Assembly: System.Web (in System.Web.dll)
Sometimes, it is not practical to statically predefine the tree structure due to data size or custom content that depends on user input. Because of this, the TreeView control supports dynamic node population. When the PopulateOnDemand property for a node is set to true, that node gets populated at run time when the node is expanded.
To populate a node dynamically, first set the PopulateOnDemand property for the node to true. Next, define an event-handling method for the TreeNodePopulate event that programmatically populates the node. A typical event-handling method retrieves node data from a data source, places the data into a node structure, and then adds the node structure to the ChildNodes collection of the node being populated. A node structure is created by adding TreeNode objects to the ChildNodes collection of a parent node.
When the PopulateOnDemand property for a node is set to true, the node must be populated dynamically.

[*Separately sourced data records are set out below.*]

impl<'a> Evaluator<'a> {
    pub fn new(context: &'a ExecutionContext<'a>) -> Self {
        Self { context }
    }

    /// 求值表达式
    pub fn evaluate(&self, expr: &Expression) -> ExecutionResult<Value> {
        self.eval(expr, &Vec::new())
    }

    fn eval(&self, expr: &Expression, locals: &Locals) -> ExecutionResult<Value> {
        match expr {
            Expression::Literal(lit) => Ok(self.eval_literal(lit)),
            Expression::Identifier(name) => self.eval_identifier(name, locals),
            Expression::BinaryOp(op) => {
                let left = self.eval(&op.left, locals)?;
                let right = self.eval(&op.right, locals)?;
                arithmetic(op.op, &left, &right)
            }
            Expression::UnaryOp(op) => self.eval_unary_op(op, locals),
            Expression::BoolOp(op) => self.eval_bool_op(op, locals),
            Expression::Compare(cmp) => self.eval_compare(cmp, locals),
            Expression::FunctionCall(call) => self.eval_function_call(call, locals),
            Expression::Attribute(attr) => self.eval(&attr.value, locals)?.attribute(&attr.name),
            Expression::Subscript(sub) => self.eval_subscript(sub, locals),
            Expression::List(items) | Expression::Tuple(items) => Ok(Value::List(
                items
                    .iter()
                    .map(|item| self.eval(item, locals))
                    .collect::<ExecutionResult<Vec<_>>>()?,
            )),
            Expression::Dict(entries) => {
                let mut map = BTreeMap::new();
                for (key, value) in entries {
                    let key = map_key(self.eval(key, locals)?);
                    map.insert(key, self.eval(value, locals)?);
                }
                Ok(Value::Map(map))
            }
            Expression::Comprehension(comp) => self.eval_comprehension(comp, locals),
            Expression::Conditional(cond) => {
                if self.eval(&cond.condition, locals)?.is_truthy() {
                    self.eval(&cond.then_branch, locals)
                } else {
                    self.eval(&cond.else_branch, locals)
                }
            }
        }
    }

    fn eval_literal(&self, lit: &Literal) -> Value {
        match lit {
            Literal::Integer(i) => Value::Integer(*i),
            Literal::Float(f) => Value::Float(*f),
            Literal::String(s) => Value::String(s.clone()),
            Literal::Boolean(b) => Value::Boolean(*b),
            Literal::Null => Value::Null,
        }
    }

    /// 名称解析: 局部变量 → 行字段 → issue/_ → 函数引用
    fn eval_identifier(&self, name: &str, locals: &Locals) -> ExecutionResult<Value> {
        if let Some((_, value)) = locals.iter().rev().find(|(n, _)| n == name) {
            return Ok(value.clone());
        }
        if let Some(value) = self.context.get_variable(name) {
            return Ok(value.clone());
        }
        if name == "issue" || name == "_" {
            return Ok(self.context.row().clone());
        }
        if self.context.functions().contains(name) {
            return Ok(Value::Function(name.to_string()));
        }
        Err(ExecutionError::UndefinedVariable(name.to_string()))
    }

    fn eval_unary_op(&self, op: &UnaryOp, locals: &Locals) -> ExecutionResult<Value> {
        let operand = self.eval(&op.operand, locals)?;
        match op.op {
            UnaryOperator::Not => Ok(Value::Boolean(!operand.is_truthy())),
            UnaryOperator::Neg => match operand {
                Value::Integer(i) => Ok(i
                    .checked_neg()
                    .map(Value::Integer)
                    .unwrap_or(Value::Float(-(i as f64)))),
                Value::Boolean(b) => Ok(Value::Integer(-(b as i64))),
                Value::Float(f) => Ok(Value::Float(-f)),
                other => Err(ExecutionError::TypeError(format!(
                    "bad operand type for unary -: '{}'",
                    other.type_name()
                ))),
            },
            UnaryOperator::Pos => match operand {
                Value::Boolean(b) => Ok(Value::Integer(b as i64)),
                Value::Integer(_) | Value::Float(_) => Ok(operand),
                other => Err(ExecutionError::TypeError(format!(
                    "bad operand type for unary +: '{}'",
                    other.type_name()
                ))),
            },
        }
    }

    /// and / or 返回决定结果的操作数本身
    fn eval_bool_op(&self, op: &BoolOp, locals: &Locals) -> ExecutionResult<Value> {
        let mut last = Value::Null;
        for (i, operand) in op.values.iter().enumerate() {
            last = self.eval(operand, locals)?;
            let is_last = i + 1 == op.values.len();
            if is_last {
                break;
            }
            match op.op {
                BoolOperator::And if !last.is_truthy() => return Ok(last),
                BoolOperator::Or if last.is_truthy() => return Ok(last),
                _ => {}
            }
        }
        Ok(last)
    }

    fn eval_compare(&self, cmp: &Compare, locals: &Locals) -> ExecutionResult<Value> {
        let mut left = self.eval(&cmp.left, locals)?;
        for (op, right_expr) in &cmp.comparisons {
            let right = self.eval(right_expr, locals)?;
            if !compare(*op, &left, &right)? {
                return Ok(Value::Boolean(false));
            }
            left = right;
        }
        Ok(Value::Boolean(true))
    }

    fn eval_function_call(&self, call: &FunctionCall, locals: &Locals) -> ExecutionResult<Value> {
        let positional = call
            .args
            .iter()
            .map(|arg| self.eval(arg, locals))
            .collect::<ExecutionResult<Vec<_>>>()?;
        let mut keywords = Vec::with_capacity(call.kwargs.len());
        for (name, expr) in &call.kwargs {
            keywords.push((name.clone(), self.eval(expr, locals)?));
        }
        let args = CallArgs::with_keywords(positional, keywords);
        let functions = self.context.functions();

        match &call.callee {
            // 直接调用只查函数表, 行字段不可调用
            Expression::Identifier(name) => functions.call(name, args),
            Expression::Attribute(attr) => {
                let target = self.eval(&attr.value, locals)?;
                match methods::call_method(&target, &attr.name, &args) {
                    Some(result) => result,
                    None => {
                        let callee = target.attribute(&attr.name)?;
                        functions.call_value(&callee, args)
                    }
                }
            }
            other => {
                let callee = self.eval(other, locals)?;
                functions.call_value(&callee, args)
            }
        }
    }

    fn eval_subscript(&self, sub: &Subscript, locals: &Locals) -> ExecutionResult<Value> {
        let value = self.eval(&sub.value, locals)?;
        match &sub.index {
            SubscriptIndex::Index(index) => value.index(&self.eval(index, locals)?),
            SubscriptIndex::Slice { lower, upper } => {
                let lower = self.slice_bound(lower.as_ref(), locals)?;
                let upper = self.slice_bound(upper.as_ref(), locals)?;
                value.slice(lower, upper)
            }
        }
    }

    fn slice_bound(
        &self,
        bound: Option<&Expression>,
        locals: &Locals,
    ) -> ExecutionResult<Option<i64>> {
        let Some(expr) = bound else {
            return Ok(None);
        };
        match self.eval(expr, locals)? {
            Value::Null => Ok(None),
            other => other.as_i64().map(Some).ok_or_else(|| {
                ExecutionError::TypeError(
                    "slice indices must be integers or None or have an __index__ method".into(),
                )
            }),
        }
    }

    // ───────────────────────────────────────────────────────────────────────
    // 推导式
    // ───────────────────────────────────────────────────────────────────────

    fn eval_comprehension(&self, comp: &Comprehension, locals: &Locals) -> ExecutionResult<Value> {
        match &comp.kind {
            ComprehensionKind::List(element) => {
                let mut items = Vec::new();
                self.run_clauses(&comp.clauses, 0, locals, &mut |scope: &Locals| {
                    items.push(self.eval(element, scope)?);
                    check_comprehension_len(items.len())
                })?;
                Ok(Value::List(items))
            }
            ComprehensionKind::Dict { key, value } => {
                let mut map = BTreeMap::new();
                self.run_clauses(&comp.clauses, 0, locals, &mut |scope: &Locals| {
                    let k = map_key(self.eval(key, scope)?);
                    map.insert(k, self.eval(value, scope)?);
                    check_comprehension_len(map.len())
                })?;
                Ok(Value::Map(map))
            }
        }
    }

    fn run_clauses(
        &self,
        clauses: &[ComprehensionClause],
        depth: usize,
        locals: &Locals,
        emit: &mut dyn FnMut(&Locals) -> ExecutionResult<()>,
    ) -> ExecutionResult<()> {
        let Some(clause) = clauses.get(depth) else {
            return emit(locals);
        };

        for item in self.eval(&clause.iter, locals)?.iterate()? {
            let mut scope = locals.clone();
            bind_targets(&clause.targets, item, &mut scope)?;

            let mut keep = true;
            for condition in &clause.conditions {
                if !self.eval(condition, &scope)?.is_truthy() {
                    keep = false;
                    break;
                }
            }
            if keep {
                self.run_clauses(clauses, depth + 1, &scope, emit)?;
            }
        }
        Ok(())
    }
}

fn compare(op: CompareOperator, left: &Value, right: &Value) -> ExecutionResult<bool> {
    use std::cmp::Ordering;

    Ok(match op {
        CompareOperator::Eq => left.py_eq(right),
        CompareOperator::Ne => !left.py_eq(right),
        CompareOperator::Lt => left.py_cmp(right)? == Ordering::Less,
        CompareOperator::Le => left.py_cmp(right)? != Ordering::Greater,
        CompareOperator::Gt => left.py_cmp(right)? == Ordering::Greater,
        CompareOperator::Ge => left.py_cmp(right)? != Ordering::Less,
        CompareOperator::In => right.contains(left)?,
        CompareOperator::NotIn => !right.contains(left)?,
        CompareOperator::Is => left.is_same(right),
        CompareOperator::IsNot => !left.is_same(right),
    })
}
// issues 数据源: JQL 搜索

use log::debug;
use serde_json::Value as JsonValue;

use crate::dsl::interpolate::{find_missing_parameters, interpolate, InterpolationError};
use crate::query::channel::ParameterInterpolations;
use crate::query::types::{SchemaRow, WhereClause};
use crate::{Result, SelectError};

use super::tracker::{IssueTracker, SearchRequest};
use super::{PagedSource, Source, SourceContext, SourceFactory};

/// 工单搜索
#[derive(Debug, Clone, Copy, Default)]
pub struct IssuesFactory;

impl IssuesFactory {
    /// 组装 JQL: 片段以 `(a) AND (b)` 连接, 替换参数, 追加 ORDER BY
    pub fn build_jql(context: &SourceContext) -> Result<String> {
        let fragments: Vec<String> = match context.query().where_clause() {
            WhereClause::Fragments(items) => items.iter().map(|e| e.to_string()).collect(),
            WhereClause::Params(map) if map.is_empty() => Vec::new(),
            WhereClause::Params(_) => {
                return Err(SelectError::Query(
                    "Issue queries 'where' should be a list of JQL expression strings.".into(),
                ))
            }
        };
        let query = fragments
            .iter()
            .map(|fragment| format!("({})", fragment))
            .collect::<Vec<_>>()
            .join(" AND ");

        let known: Vec<String> = context.parameters().keys().cloned().collect();
        if let Some(missing) = find_missing_parameters(&query, &known).into_iter().next() {
            return Err(SelectError::ParameterMissing(missing));
        }

        let interpolations = ParameterInterpolations::new(context.parameters());
        let mut jql = interpolate(&query, Some(&interpolations)).map_err(|e| match e {
            InterpolationError::ParameterMissing(name) => SelectError::ParameterMissing(name),
            InterpolationError::UnknownField(name) => SelectError::FieldName(name),
            InterpolationError::Malformed(msg) => SelectError::Query(format!("{}: {}", msg, query)),
        })?;

        let order_by = context.query().order_by();
        if !order_by.is_empty() {
            jql = format!("{} ORDER BY {}", jql, order_by.join(", "));
        }
        Ok(jql)
    }
}

impl SourceFactory for IssuesFactory {
    fn name(&self) -> &str {
        "issues"
    }

    fn base_schema(&self) -> Vec<SchemaRow> {
        vec![
            SchemaRow::new("key", "str", None),
            SchemaRow::new("id", "int", None),
        ]
    }

    /// 固定字段 + 连接上的全部字段定义
    fn schema(&self, tracker: &dyn IssueTracker) -> Result<Vec<SchemaRow>> {
        let mut schema = self.base_schema();
        for column in tracker.fields()? {
            let text = |path: &[&str]| {
                path.iter()
                    .try_fold(&column, |value, key| value.get(*key))
                    .and_then(JsonValue::as_str)
                    .unwrap_or_default()
                    .to_string()
            };
            schema.push(SchemaRow {
                id: text(&["id"]),
                field_type: text(&["schema", "type"]),
                description: Some(text(&["name"])),
                raw: Some(column.clone()),
            });
        }
        Ok(schema)
    }

    fn open(&self, context: SourceContext) -> Result<Box<dyn Source>> {
        let jql = Self::build_jql(&context)?;
        let expand = context.query().expand().join(",");
        debug!("Searching issues with JQL: {}", jql);

        let fetch = Box::new(move |tracker: &dyn IssueTracker, start_at: u64, max_results: u64| {
            tracker.search_issues(&SearchRequest {
                jql: jql.clone(),
                start_at,
                max_results,
                expand: expand.clone(),
                fields: "*all".to_string(),
            })
        });
        Ok(Box::new(PagedSource::new(context, fetch)))
    }
}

You cannot declaratively nest another node below it; otherwise, an error will occur on the page.
Supported browsers (Microsoft Internet Explorer 4.0-compatible browsers and later) can also take advantage of client-side node population. When enabled, this allows the TreeView control to populate a node on the client dynamically when that node is expanded, which prevents the need to post back to the server. For more information on client-side node population, see PopulateNodesFromClient.
Raising an event invokes the event handler through a delegate. For more information, see Consuming Events.
The method also allows derived classes to handle the event without attaching a delegate. This is the preferred technique for handling the event in a derived class.Notes to Inheritors
When overriding the method in a derived class, be sure to call the method for the base class so that registered delegates receive the event.